Top Review by SharonP
Cooked this in the crockpot in place of the oven...it was a big success...the family loved it and said to make sure to save the recipe...thank you for sharing your Mom's wonderful recipe.
- 907.18 g beef chuck steaks, 1-inch thick, trimmed
- 1 medium onion, sliced
- 1 bell pepper, sliced
- 283.49 g can cream of mushroom soup
- 396.89 g can stewed tomatoes
- 14.79 ml Worcestershire sauce
- 2.46 ml dried thyme, crumbled
- 1.23 ml salt
- 1.23 ml garlic powder
- 1.23 ml black pepper
- 8 small new potatoes, unpeeled and quartered
- 255.14 g package green beans, frozen, fresh
Directions See How It's Made
- Heat oven to 425. Line 9 x 13 baking pan with heavy-duty aluminum foil, leaving 1 1/2 inch overhang all around.

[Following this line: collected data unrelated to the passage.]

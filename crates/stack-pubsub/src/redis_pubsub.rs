//! Redis pub/sub backend for multi-node deployments.

#[cfg(feature = "redis-pubsub")]
pub mod implementation {
    use async_trait::async_trait;
    use redis::aio::ConnectionManager;
    use tracing::info;

    use stack_core::error::{AppError, ErrorKind};
    use stack_core::result::AppResult;
    use stack_core::traits::EventPublisher;

    /// Publishes payloads with Redis `PUBLISH` over a managed connection.
    #[derive(Clone)]
    pub struct RedisPubSub {
        /// Auto-reconnecting multiplexed connection.
        conn: ConnectionManager,
        /// Redis URL, kept for diagnostics.
        url: String,
    }

    impl std::fmt::Debug for RedisPubSub {
        fn fmt(&self, f: &mut std::fmt::Formatter<'_>) -> std::fmt::Result {
            f.debug_struct("RedisPubSub").field("url", &self.url).finish()
        }
    }

    impl RedisPubSub {
        /// Connects to Redis.
        pub async fn connect(url: &str) -> AppResult<Self> {
            let client = redis::Client::open(url).map_err(|e| {
                AppError::with_source(ErrorKind::Configuration, "Invalid Redis URL", e)
            })?;

            let conn = ConnectionManager::new(client).await.map_err(|e| {
                AppError::with_source(ErrorKind::ExternalService, "Redis connection failed", e)
            })?;

            info!(url, "Connected to Redis for folder events");
            Ok(Self {
                conn,
                url: url.to_string(),
            })
        }
    }

    #[async_trait]
    impl EventPublisher for RedisPubSub {
        async fn publish(&self, channel: &str, payload: &str) -> AppResult<()> {
            let mut conn = self.conn.clone();
            redis::cmd("PUBLISH")
                .arg(channel)
                .arg(payload)
                .query_async::<i64>(&mut conn)
                .await
                .map_err(|e| {
                    AppError::with_source(ErrorKind::ExternalService, "Redis PUBLISH failed", e)
                })?;
            Ok(())
        }

        fn backend_name(&self) -> &'static str {
            "redis"
        }
    }
}

#[cfg(not(feature = "redis-pubsub"))]
pub mod implementation {
    use async_trait::async_trait;

    use stack_core::error::AppError;
    use stack_core::result::AppResult;
    use stack_core::traits::EventPublisher;

    const FEATURE_REQUIRED: &str = "events.backend = \"redis\" requires the redis-pubsub feature";

    /// Placeholder when the `redis-pubsub` feature is disabled.
    #[derive(Debug, Clone)]
    pub struct RedisPubSub;

    impl RedisPubSub {
        /// Always fails: the binary was built without Redis support.
        pub async fn connect(_url: &str) -> AppResult<Self> {
            Err(AppError::configuration(FEATURE_REQUIRED))
        }
    }

    #[async_trait]
    impl EventPublisher for RedisPubSub {
        async fn publish(&self, _channel: &str, _payload: &str) -> AppResult<()> {
            Err(AppError::configuration(FEATURE_REQUIRED))
        }

        fn backend_name(&self) -> &'static str {
            "redis"
        }
    }
}

pub use implementation::RedisPubSub;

- Cut steaks into equal portions and place in prepared pan. Top with sliced onions and bell peppers. (I always use more onion and bell peppers, personal preference).
- Whisk together soup, tomatoes with juice, Worcestershire sauce, thyme, salt, garlic powder, and pepper in a bowl until well blended. Pour over steaks, onions and bell peppers.
- Cover pan with large sheet of heavy duty foil; roll edges tightly with overhang to seal.
- Bake at 425 for 45 minutes.
- Add potatoes; reseal with foil. Bake additional 45 minutes.
- Uncover pan; add green beans. Reseal.
- Bake an additional 15 minutes or until beans are tender and steak is cooked through.
- Stir well before serving.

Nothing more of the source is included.